---------- MATERIAL PROVIDED ----------

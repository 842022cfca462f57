//! Wind derivations: unit conversion, Beaufort force, compass octant.
//!
//! Pure functions over the raw telemetry values. Labels are the local
//! Catalan wind rose and the Spanish Beaufort descriptions, padded the
//! way the 16-column display expects them.

/// Beaufort force descriptions, indexed by force number.
const FUERZAS: [&str; 13] = [
    "F0-Calma",
    "F1-Ventolina",
    "F2-Flojito  ",
    "F3-Flojo",
    "F4-Bonancible",
    "F5-Fresquito",
    "F6-Fresco",
    "F7-Frescacho",
    "F8-Temporal ",
    "F9-T fuerte",
    "F10-T duro",
    "F11-T muy duro",
    "F12-T huracanado",
];

/// Compass octant names, 0° first, clockwise in 45° steps.
const DIRECCIONES: [&str; 8] = [
    "Tramuntana",
    "Gregal",
    "Llevant",
    "Xaloc",
    "Migjorn",
    "Garbi",
    "Ponent",
    "Mestral",
];

/// Convert a wind speed in m/s to whole km/h and knots.
/// Each output is rounded independently.
pub fn kmh_knots(mps: f32) -> (u32, u32) {
    let kmh = (mps * 3.6).round().max(0.0) as u32;
    let knots = (mps * 3.6 / 1.852).round().max(0.0) as u32;
    (kmh, knots)
}

/// Beaufort force label for a wind speed in whole knots.
///
/// Bands follow the published scale. The upstream data source had two
/// boundary defects here (an inverted 44..40 band and `> 64` at the
/// top); both are corrected to the documented 34–40 and ≥64 bands.
pub fn beaufort(knots: u32) -> &'static str {
    let force = match knots {
        0 => 0,
        1..=3 => 1,
        4..=6 => 2,
        7..=10 => 3,
        11..=16 => 4,
        17..=21 => 5,
        22..=27 => 6,
        28..=33 => 7,
        34..=40 => 8,
        41..=47 => 9,
        48..=55 => 10,
        56..=63 => 11,
        _ => 12,
    };
    FUERZAS[force]
}

/// Wind-direction display label: the raw degrees zero-padded to three
/// digits, then the name of the nearest 45° octant. The octant is chosen
/// by a midpoint-up rule (remainder ≥ 22.5° rounds to the next octant)
/// and 360° wraps back to Tramuntana.
pub fn direction_label(degrees: u32) -> String {
    let rem = degrees % 45;
    let base = degrees - rem;
    let snapped = if rem * 2 >= 45 { base + 45 } else { base };
    let octant = ((snapped / 45) % 8) as usize;
    format!("{:03} {}", degrees, DIRECCIONES[octant])
}
//! Command handler implementations
//!
//! This module contains the implementation of all CLI commands.

use crate::cli::progress::{
    print_error, print_header, print_info, print_step, print_success, print_warning,
    IndicatifRenderer,
};
use crate::cli::{Args, Commands, ImportCommands};
use crate::core::config::Config;
use crate::core::exiftool::{ExifArgs, ExifTool};
use crate::core::local::{
    clean_names_args, fix_dates_args, photos_pass, LocalImport, MetadataCleanup,
};
use crate::core::plan::format_size;
use crate::core::presets::ImportSource;
use crate::core::session::{
    import_from_devices, list_devices, scan_devices, DeviceSelection, ImportOutcome,
    ImportRequest,
};
use crate::core::staging::remove_staging_dir;
use crate::core::tree::TreeWalker;
use crate::device::{DeviceLibrary, PlatformLibrary};
use anyhow::{anyhow, Context, Result};
use log::{info, warn};
use std::path::{Path, PathBuf};

/// Run the appropriate command based on CLI arguments
pub fn run_command(args: &Args, config: &Config) -> Result<()> {
    match &args.command {
        Commands::Import { dry, source } => {
            let dry_run = *dry || config.import.dry_run;
            match source {
                ImportCommands::Device {
                    filter,
                    source,
                    target,
                } => import_device_dir(
                    &mut PlatformLibrary::new(),
                    config,
                    filter,
                    source,
                    target,
                    dry_run,
                ),
                ImportCommands::Gopro(t)
                | ImportCommands::Camvideo(t)
                | ImportCommands::Sdphotos(t) => {
                    let name = source
                        .preset_name()
                        .ok_or_else(|| anyhow!("not a preset import"))?;
                    import_preset(
                        &mut PlatformLibrary::new(),
                        config,
                        name,
                        t.target.clone(),
                        dry_run,
                    )
                }
                ImportCommands::Local {
                    source_dir,
                    target,
                    source_sub_dir,
                    date_format,
                    rename,
                } => {
                    let layout = LocalImport {
                        date_format: date_format.clone(),
                        source_sub_dir: *source_sub_dir,
                        rename: *rename,
                    };
                    import_local(config, source_dir, target.clone(), &layout, dry_run)
                }
                ImportCommands::Video { source_dir, target } => import_local(
                    config,
                    source_dir,
                    target.clone(),
                    &LocalImport::video(),
                    dry_run,
                ),
                ImportCommands::Photos { source_dir, target } => {
                    import_photos(config, source_dir, target.clone(), dry_run)
                }
            }
        }
        Commands::ListDevices => list_devices_command(&mut PlatformLibrary::new()),
        Commands::Scan { source, filter } => {
            scan_command(&mut PlatformLibrary::new(), config, source, filter)
        }
        Commands::CleanMetadata {
            path,
            location,
            keep_vendor,
            camera,
            recursive,
            dry,
        } => {
            let cleanup = MetadataCleanup {
                location: *location,
                vendor: !*keep_vendor,
                camera: *camera,
            };
            clean_metadata(config, path, cleanup, *recursive, *dry)
        }
        Commands::CleanNames {
            path,
            recursive,
            dry,
        } => clean_names(config, path, *recursive, *dry),
        Commands::FixDates {
            path,
            recursive,
            dry,
        } => fix_dates(config, path, *recursive, *dry),
        Commands::ShowConfig => {
            show_config(config);
            Ok(())
        }
        Commands::GenerateConfig { output } => generate_config_file(output.clone()),
    }
}

/// Target directory from the command line, else from the config
fn resolve_target(target: Option<PathBuf>, config: &Config) -> Result<PathBuf> {
    target
        .or_else(|| config.import.default_target_dir.clone())
        .ok_or_else(|| {
            anyhow!("no target directory given and import.default_target_dir is not configured")
        })
}

/// Import a preset source: drain devices, rename by capture date, drop staging
pub fn import_preset<L: DeviceLibrary>(
    library: &mut L,
    config: &Config,
    name: &str,
    target: Option<PathBuf>,
    dry_run: bool,
) -> Result<()> {
    let source =
        ImportSource::named(name).ok_or_else(|| anyhow!("unknown import source '{}'", name))?;
    let target_dir = resolve_target(target, config)?;

    print_header(&format!("Import: {}", source.description));
    print_info(&format!("Device folder: {}", source.device_dir));
    print_info(&format!("Target: {}", target_dir.display()));
    if dry_run {
        print_warning("Dry run: originals stay on the device, files are not renamed");
    }

    let request = ImportRequest {
        selection: source.selection(),
        device_dir: source.device_dir.to_string(),
        target_dir: target_dir.clone(),
        dry_run,
    };
    let walker = TreeWalker::from_config(&config.device);
    let mut progress = IndicatifRenderer::new();

    print_step(1, 3, "Copying from device");
    let outcome = import_from_devices(library, &request, &walker, &mut progress)
        .with_context(|| format!("Import of '{}' failed", source.name))?;
    print_outcome(&outcome);

    print_step(2, 3, "Renaming by capture date");
    let tool = ExifTool::from_config(&config.exiftool);
    for args in source.exif_passes(&outcome.staging_dir, &target_dir, dry_run) {
        if let Err(e) = tool.run(&args) {
            warn!("{}", e);
            print_error(&format!(
                "Renaming failed, staged files are kept in '{}'",
                outcome.staging_root.display()
            ));
            return Err(e.into());
        }
    }

    print_step(3, 3, "Cleaning up staging directory");
    if config.import.keep_staging {
        print_info(&format!(
            "Staging directory kept: {}",
            outcome.staging_root.display()
        ));
    } else {
        cleanup_staging(&outcome.staging_root, dry_run);
    }

    print_success("Import complete");
    Ok(())
}

fn cleanup_staging(staging_root: &Path, dry_run: bool) {
    // Dry-run copies are disposable; real leftovers are files exiftool did not rename
    match remove_staging_dir(staging_root, dry_run) {
        Ok(true) => print_success("Staging directory removed"),
        Ok(false) => print_warning(&format!(
            "Some files were not moved, check '{}'",
            staging_root.display()
        )),
        Err(e) => warn!(
            "Unable to remove staging directory '{}': {}",
            staging_root.display(),
            e
        ),
    }
}

/// Copy a device folder into a staging directory without renaming
pub fn import_device_dir<L: DeviceLibrary>(
    library: &mut L,
    config: &Config,
    filter: &str,
    device_dir: &str,
    target: &Path,
    dry_run: bool,
) -> Result<()> {
    let request = ImportRequest {
        selection: DeviceSelection::from_filter_arg(filter),
        device_dir: device_dir.to_string(),
        target_dir: target.to_path_buf(),
        dry_run,
    };
    info!("Importing '{}' from {}", device_dir, request.selection);

    let walker = TreeWalker::from_config(&config.device);
    let mut progress = IndicatifRenderer::new();
    let outcome = import_from_devices(library, &request, &walker, &mut progress)?;

    print_outcome(&outcome);
    print_success(&format!("Files staged in {}", outcome.staging_dir.display()));
    Ok(())
}

fn print_outcome(outcome: &ImportOutcome) {
    if outcome.devices.is_empty() {
        print_warning("No device was imported");
        return;
    }

    for report in &outcome.devices {
        print_info(&format!(
            "{}: {} of {} file(s) copied ({}), {} error(s)",
            report.label,
            report.transfer.files_copied,
            report.files_planned,
            format_size(report.transfer.bytes_copied),
            report.transfer.errors
        ));
        match &report.cleanup {
            Some(cleanup) => print_info(&format!("    {}", cleanup)),
            None => print_info("    Source files kept"),
        }
    }
}

/// List attached devices
pub fn list_devices_command<L: DeviceLibrary>(library: &mut L) -> Result<()> {
    info!("Scanning for connected devices...");
    let devices = list_devices(library)?;

    if devices.is_empty() {
        info!("No portable devices found.");
        info!("");
        info!("Make sure the device is:");
        info!("  1. Connected via USB cable");
        info!("  2. Switched on and in MTP/USB transfer mode");
        return Ok(());
    }

    info!("Found {} device(s):", devices.len());
    for device in &devices {
        println!("  {}", device.label);
    }
    Ok(())
}

/// Walk and plan without copying
pub fn scan_command<L: DeviceLibrary>(
    library: &mut L,
    config: &Config,
    device_dir: &str,
    filter: &str,
) -> Result<()> {
    let selection = DeviceSelection::from_filter_arg(filter);
    let walker = TreeWalker::from_config(&config.device);

    info!("Scanning '{}' on {}", device_dir, selection);
    let reports = scan_devices(library, &selection, device_dir, &walker)?;

    if reports.is_empty() {
        print_warning("No matching device");
        return Ok(());
    }
    for report in &reports {
        print_info(&format!(
            "{}: {} file(s), {}",
            report.label,
            report.files,
            format_size(report.total_size)
        ));
    }
    Ok(())
}

/// Run exiftool, or only print the command line on a dry run
fn run_exiftool(tool: &ExifTool, args: &ExifArgs, dry_run: bool) -> Result<()> {
    if dry_run {
        print_info(&format!(
            "Dry run, not executed: {} {}",
            tool.command().display(),
            tool.command_line(args).join(" ")
        ));
        return Ok(());
    }
    tool.run(args)?;
    Ok(())
}

/// Target of a local import: the argument, else the parent of the source folder
fn local_target(source_dir: &Path, target: Option<PathBuf>) -> PathBuf {
    target.unwrap_or_else(|| source_dir.join(".."))
}

/// Sort images and mp4 video from a local folder into dated folders
pub fn import_local(
    config: &Config,
    source_dir: &Path,
    target: Option<PathBuf>,
    layout: &LocalImport,
    dry_run: bool,
) -> Result<()> {
    let target_dir = local_target(source_dir, target);

    print_header("Import: local folder");
    print_info(&format!("Source: {}", source_dir.display()));
    print_info(&format!("Target: {}", target_dir.display()));
    print_info(&format!("Folder format: {}", layout.folder()));
    print_info(&format!("Renaming: {}", layout.rename));
    if dry_run {
        print_warning("Dry run: files are not moved, new names are only printed");
    }

    let tool = ExifTool::from_config(&config.exiftool);
    for args in layout.passes(source_dir, &target_dir, dry_run) {
        tool.run(&args)
            .with_context(|| format!("Import from '{}' failed", source_dir.display()))?;
    }

    print_success("Import complete");
    Ok(())
}

/// Move the photos directly inside a local folder into dated folders
pub fn import_photos(
    config: &Config,
    source_dir: &Path,
    target: Option<PathBuf>,
    dry_run: bool,
) -> Result<()> {
    let target_dir = local_target(source_dir, target);
    info!(
        "Importing photos from '{}' to '{}'",
        source_dir.display(),
        target_dir.display()
    );

    let tool = ExifTool::from_config(&config.exiftool);
    tool.run(&photos_pass(source_dir, &target_dir, dry_run))
        .with_context(|| format!("Import from '{}' failed", source_dir.display()))?;

    print_success("Import complete");
    Ok(())
}

/// Restore file, EXIF and QuickTime dates from file names
pub fn fix_dates(config: &Config, path: &Path, recursive: bool, dry_run: bool) -> Result<()> {
    info!("Files to process: '{}'", path.display());
    info!("Recursively: {}", recursive);

    let tool = ExifTool::from_config(&config.exiftool);
    run_exiftool(&tool, &fix_dates_args(path, recursive), dry_run)?;
    if !dry_run {
        print_success("Dates fixed");
    }
    Ok(())
}

/// Drop " - Copy" suffixes from file names
///
/// A dry run still calls exiftool, which then only prints the new names.
pub fn clean_names(config: &Config, path: &Path, recursive: bool, dry_run: bool) -> Result<()> {
    info!("Files to process: '{}'", path.display());
    info!("Recursively: {}", recursive);
    info!("Dry run: {}", dry_run);

    let tool = ExifTool::from_config(&config.exiftool);
    tool.run(&clean_names_args(path, recursive, dry_run))?;
    print_success("Names cleaned");
    Ok(())
}

/// Strip the selected tag groups from local files in place
pub fn clean_metadata(
    config: &Config,
    path: &Path,
    cleanup: MetadataCleanup,
    recursive: bool,
    dry_run: bool,
) -> Result<()> {
    info!("Files to process: '{}'", path.display());
    info!("Recursively: {}", recursive);
    info!("Including location: {}", cleanup.location);
    info!("Including vendor: {}", cleanup.vendor);
    info!("Including camera: {}", cleanup.camera);
    info!("Dry run: {}", dry_run);

    let Some(args) = cleanup.exif_args(path, recursive) else {
        print_warning("Nothing to clean");
        return Ok(());
    };

    let tool = ExifTool::from_config(&config.exiftool);
    run_exiftool(&tool, &args, dry_run)?;
    if !dry_run {
        print_success("Metadata cleaned");
    }
    Ok(())
}

/// Generate a configuration file at the specified or default location
pub fn generate_config_file(output: Option<PathBuf>) -> Result<()> {
    let path = Config::write_default_config(output)?;

    info!("Configuration file: {}", path.display());
    info!("Edit this file to customize device, import and exiftool settings.");
    Ok(())
}

/// Show the current configuration settings
pub fn show_config(config: &Config) {
    let config_path = Config::get_active_config_path();
    info!("Configuration file: {}", config_path.display());
    if !config_path.exists() {
        info!("(Using default settings - no config file found)");
    }
    info!("");
    info!("Current Configuration:");
    info!("----------------------");
    info!("[device]");
    info!("  ignored_names = {:?}", config.device.ignored_names);
    info!("  sort_entries = {}", config.device.sort_entries);
    info!("");
    info!("[import]");
    info!(
        "  default_target_dir = {}",
        config
            .import
            .default_target_dir
            .as_ref()
            .map(|p| format!("\"{}\"", p.display()))
            .unwrap_or_else(|| "(none)".to_string())
    );
    info!("  keep_staging = {}", config.import.keep_staging);
    info!("  dry_run = {}", config.import.dry_run);
    info!("");
    info!("[exiftool]");
    info!(
        "  path = {}",
        config
            .exiftool
            .path
            .as_ref()
            .map(|p| format!("\"{}\"", p.display()))
            .unwrap_or_else(|| "(auto)".to_string())
    );
    info!("  default_args = {:?}", config.exiftool.default_args);
    info!("");
    info!("[logging]");
    info!("  level = \"{}\"", config.logging.level);
    info!("  log_to_file = {}", config.logging.log_to_file);
    info!("  log_file = \"{}\"", config.logging.log_file.display());
}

----------

* **WHAT NEEDS TO BE DONE**
Find how many lines in the entries above use the word "descriptions". Write the number alone.

* **PROBLEM SOLUTION**
2